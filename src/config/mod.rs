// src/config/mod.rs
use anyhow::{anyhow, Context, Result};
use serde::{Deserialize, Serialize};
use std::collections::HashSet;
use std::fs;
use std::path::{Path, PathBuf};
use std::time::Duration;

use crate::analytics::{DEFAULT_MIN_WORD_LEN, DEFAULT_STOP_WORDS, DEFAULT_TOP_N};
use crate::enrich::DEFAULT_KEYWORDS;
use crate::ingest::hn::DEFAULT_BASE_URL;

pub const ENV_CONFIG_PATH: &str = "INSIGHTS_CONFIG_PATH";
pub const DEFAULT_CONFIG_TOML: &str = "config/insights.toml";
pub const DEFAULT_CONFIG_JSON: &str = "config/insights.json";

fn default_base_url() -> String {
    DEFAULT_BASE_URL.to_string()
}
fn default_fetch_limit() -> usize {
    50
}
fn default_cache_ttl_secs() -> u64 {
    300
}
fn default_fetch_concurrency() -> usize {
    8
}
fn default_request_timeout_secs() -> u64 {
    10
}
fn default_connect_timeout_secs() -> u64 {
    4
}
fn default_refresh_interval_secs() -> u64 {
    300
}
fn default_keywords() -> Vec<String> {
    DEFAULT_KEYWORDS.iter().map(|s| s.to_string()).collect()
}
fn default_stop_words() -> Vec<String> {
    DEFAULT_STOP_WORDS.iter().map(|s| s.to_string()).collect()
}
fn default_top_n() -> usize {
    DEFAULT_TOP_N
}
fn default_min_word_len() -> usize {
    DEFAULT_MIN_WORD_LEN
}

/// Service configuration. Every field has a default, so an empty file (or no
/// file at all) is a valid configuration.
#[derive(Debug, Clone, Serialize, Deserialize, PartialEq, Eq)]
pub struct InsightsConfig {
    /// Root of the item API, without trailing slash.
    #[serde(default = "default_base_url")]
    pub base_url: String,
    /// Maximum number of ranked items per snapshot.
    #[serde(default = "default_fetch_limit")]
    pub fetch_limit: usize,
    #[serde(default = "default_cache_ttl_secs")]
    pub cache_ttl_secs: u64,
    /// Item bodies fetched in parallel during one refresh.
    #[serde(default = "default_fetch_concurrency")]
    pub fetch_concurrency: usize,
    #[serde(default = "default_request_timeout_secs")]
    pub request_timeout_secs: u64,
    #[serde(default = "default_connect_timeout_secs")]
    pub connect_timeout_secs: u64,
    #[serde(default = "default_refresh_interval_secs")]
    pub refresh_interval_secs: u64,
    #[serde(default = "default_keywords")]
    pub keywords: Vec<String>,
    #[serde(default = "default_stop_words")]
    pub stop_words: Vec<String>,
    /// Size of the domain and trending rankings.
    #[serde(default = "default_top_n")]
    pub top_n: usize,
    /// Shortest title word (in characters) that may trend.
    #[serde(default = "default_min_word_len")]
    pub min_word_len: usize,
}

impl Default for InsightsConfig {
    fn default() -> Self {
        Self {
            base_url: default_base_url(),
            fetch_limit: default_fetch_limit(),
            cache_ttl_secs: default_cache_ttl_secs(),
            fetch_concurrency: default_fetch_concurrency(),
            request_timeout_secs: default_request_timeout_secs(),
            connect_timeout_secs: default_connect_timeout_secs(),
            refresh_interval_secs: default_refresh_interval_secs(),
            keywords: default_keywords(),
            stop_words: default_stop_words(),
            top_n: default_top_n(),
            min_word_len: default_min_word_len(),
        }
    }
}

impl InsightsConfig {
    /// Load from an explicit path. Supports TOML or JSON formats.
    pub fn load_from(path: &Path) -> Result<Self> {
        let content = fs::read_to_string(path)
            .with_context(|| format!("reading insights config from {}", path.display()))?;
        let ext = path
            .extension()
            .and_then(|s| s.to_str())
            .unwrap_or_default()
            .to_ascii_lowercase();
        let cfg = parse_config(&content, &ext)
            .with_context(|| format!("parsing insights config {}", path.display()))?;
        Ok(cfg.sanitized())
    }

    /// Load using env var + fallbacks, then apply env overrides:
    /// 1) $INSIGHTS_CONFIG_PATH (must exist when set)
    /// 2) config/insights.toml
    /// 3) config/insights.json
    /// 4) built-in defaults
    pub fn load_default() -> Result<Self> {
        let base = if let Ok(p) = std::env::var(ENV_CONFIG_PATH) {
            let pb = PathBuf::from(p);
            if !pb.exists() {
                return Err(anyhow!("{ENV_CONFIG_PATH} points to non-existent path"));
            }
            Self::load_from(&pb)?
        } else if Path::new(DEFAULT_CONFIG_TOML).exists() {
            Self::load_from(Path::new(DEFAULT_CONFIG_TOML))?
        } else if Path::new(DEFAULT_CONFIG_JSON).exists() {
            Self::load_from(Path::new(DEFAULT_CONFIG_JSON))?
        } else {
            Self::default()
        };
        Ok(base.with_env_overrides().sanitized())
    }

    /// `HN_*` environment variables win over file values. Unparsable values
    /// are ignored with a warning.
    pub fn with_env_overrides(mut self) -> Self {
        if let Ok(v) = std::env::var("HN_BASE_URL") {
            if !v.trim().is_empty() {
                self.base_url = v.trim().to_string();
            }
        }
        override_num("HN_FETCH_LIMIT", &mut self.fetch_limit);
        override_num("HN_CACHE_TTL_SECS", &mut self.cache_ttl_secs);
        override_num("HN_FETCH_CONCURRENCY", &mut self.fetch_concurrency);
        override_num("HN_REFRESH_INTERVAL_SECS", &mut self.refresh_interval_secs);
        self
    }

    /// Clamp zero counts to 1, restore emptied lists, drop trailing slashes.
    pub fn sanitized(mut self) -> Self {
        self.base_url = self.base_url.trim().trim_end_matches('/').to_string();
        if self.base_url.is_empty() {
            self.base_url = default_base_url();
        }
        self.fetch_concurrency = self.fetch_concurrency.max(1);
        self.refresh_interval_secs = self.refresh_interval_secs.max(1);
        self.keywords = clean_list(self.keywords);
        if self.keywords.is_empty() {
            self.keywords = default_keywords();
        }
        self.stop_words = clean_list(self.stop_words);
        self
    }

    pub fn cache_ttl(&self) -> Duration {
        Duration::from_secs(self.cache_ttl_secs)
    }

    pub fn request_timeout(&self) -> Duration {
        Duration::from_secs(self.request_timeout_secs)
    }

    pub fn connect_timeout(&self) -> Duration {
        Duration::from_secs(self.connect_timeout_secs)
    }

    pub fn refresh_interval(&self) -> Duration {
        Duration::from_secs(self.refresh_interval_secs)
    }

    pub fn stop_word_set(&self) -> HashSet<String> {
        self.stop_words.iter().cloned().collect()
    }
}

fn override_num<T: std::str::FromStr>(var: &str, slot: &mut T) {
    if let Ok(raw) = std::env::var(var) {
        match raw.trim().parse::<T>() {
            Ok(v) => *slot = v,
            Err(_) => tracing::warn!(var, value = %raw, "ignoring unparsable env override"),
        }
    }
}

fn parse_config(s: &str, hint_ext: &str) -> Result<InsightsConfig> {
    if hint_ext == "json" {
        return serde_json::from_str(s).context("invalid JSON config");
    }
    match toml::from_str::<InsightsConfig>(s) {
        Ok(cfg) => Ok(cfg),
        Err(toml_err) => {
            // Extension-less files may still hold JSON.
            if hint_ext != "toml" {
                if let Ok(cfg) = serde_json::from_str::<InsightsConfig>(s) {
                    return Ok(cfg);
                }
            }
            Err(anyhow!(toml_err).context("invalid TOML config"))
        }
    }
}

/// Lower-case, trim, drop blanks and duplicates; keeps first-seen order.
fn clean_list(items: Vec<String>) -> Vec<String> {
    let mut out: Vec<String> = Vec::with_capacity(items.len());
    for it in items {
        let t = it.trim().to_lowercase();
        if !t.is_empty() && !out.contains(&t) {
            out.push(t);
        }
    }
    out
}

+===+

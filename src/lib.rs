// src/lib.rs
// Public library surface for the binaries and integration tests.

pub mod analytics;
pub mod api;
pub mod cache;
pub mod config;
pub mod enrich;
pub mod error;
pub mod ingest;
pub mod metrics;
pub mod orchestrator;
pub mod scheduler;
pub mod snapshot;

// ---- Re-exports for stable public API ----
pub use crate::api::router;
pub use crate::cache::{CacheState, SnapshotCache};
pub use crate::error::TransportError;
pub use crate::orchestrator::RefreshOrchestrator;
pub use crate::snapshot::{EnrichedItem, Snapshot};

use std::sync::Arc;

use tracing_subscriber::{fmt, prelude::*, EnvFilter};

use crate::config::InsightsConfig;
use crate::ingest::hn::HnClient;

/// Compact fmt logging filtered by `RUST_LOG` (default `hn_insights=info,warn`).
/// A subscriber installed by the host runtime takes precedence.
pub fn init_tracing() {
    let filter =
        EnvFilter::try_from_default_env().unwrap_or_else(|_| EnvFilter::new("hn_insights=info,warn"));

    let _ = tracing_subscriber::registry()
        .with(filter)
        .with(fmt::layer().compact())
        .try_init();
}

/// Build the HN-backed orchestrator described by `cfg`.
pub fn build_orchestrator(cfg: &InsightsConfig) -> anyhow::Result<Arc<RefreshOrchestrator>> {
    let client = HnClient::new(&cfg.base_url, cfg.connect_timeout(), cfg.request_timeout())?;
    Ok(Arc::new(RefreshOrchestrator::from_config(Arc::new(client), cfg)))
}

+===+

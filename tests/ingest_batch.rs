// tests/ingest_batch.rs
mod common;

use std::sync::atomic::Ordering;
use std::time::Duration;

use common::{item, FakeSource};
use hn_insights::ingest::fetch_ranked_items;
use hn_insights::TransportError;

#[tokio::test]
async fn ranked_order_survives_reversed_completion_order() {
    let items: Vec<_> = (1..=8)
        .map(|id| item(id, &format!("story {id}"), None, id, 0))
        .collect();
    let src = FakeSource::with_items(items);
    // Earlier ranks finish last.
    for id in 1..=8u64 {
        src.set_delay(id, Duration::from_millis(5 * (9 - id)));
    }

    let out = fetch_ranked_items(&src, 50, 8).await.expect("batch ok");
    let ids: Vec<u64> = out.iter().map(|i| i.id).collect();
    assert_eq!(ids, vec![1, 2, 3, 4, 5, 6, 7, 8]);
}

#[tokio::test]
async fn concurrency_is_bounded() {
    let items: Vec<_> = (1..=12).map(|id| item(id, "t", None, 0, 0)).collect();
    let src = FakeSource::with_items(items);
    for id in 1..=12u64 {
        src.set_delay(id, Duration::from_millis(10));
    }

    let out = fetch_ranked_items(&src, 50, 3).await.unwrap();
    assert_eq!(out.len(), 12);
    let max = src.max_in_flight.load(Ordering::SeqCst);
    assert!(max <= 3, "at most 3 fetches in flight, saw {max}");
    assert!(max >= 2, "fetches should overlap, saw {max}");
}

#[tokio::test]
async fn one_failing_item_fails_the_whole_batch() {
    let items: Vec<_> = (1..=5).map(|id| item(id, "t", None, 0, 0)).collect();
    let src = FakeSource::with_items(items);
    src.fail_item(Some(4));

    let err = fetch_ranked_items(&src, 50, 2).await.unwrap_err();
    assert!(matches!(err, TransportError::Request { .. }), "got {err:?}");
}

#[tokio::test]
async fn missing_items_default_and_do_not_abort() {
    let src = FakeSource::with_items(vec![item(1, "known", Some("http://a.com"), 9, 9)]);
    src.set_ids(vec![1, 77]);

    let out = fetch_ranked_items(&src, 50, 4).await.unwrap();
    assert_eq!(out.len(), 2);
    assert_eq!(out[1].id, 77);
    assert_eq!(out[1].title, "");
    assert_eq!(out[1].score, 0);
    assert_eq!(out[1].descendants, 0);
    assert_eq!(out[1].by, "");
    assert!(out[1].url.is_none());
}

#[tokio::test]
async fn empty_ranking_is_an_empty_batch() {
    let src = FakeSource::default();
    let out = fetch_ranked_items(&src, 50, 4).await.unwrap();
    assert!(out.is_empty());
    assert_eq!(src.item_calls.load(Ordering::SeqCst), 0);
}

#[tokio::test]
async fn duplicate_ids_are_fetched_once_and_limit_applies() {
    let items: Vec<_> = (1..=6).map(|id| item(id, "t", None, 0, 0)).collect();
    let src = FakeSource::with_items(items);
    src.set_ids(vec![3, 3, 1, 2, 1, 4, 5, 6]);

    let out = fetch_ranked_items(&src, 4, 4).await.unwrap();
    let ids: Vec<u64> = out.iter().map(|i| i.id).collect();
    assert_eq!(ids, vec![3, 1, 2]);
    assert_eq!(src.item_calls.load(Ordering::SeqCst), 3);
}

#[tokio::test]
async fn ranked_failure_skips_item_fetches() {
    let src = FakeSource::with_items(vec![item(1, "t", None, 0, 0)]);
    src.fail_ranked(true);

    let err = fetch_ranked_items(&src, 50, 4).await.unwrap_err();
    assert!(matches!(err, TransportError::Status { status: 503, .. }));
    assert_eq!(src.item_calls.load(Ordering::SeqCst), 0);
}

+===+

## Task requirements
Return each line of the preceding material in which "tests" can be found.

## Task output
// Public library surface for the binaries and integration tests.
filename tests/ingest_batch.rs
// tests/ingest_batch.rs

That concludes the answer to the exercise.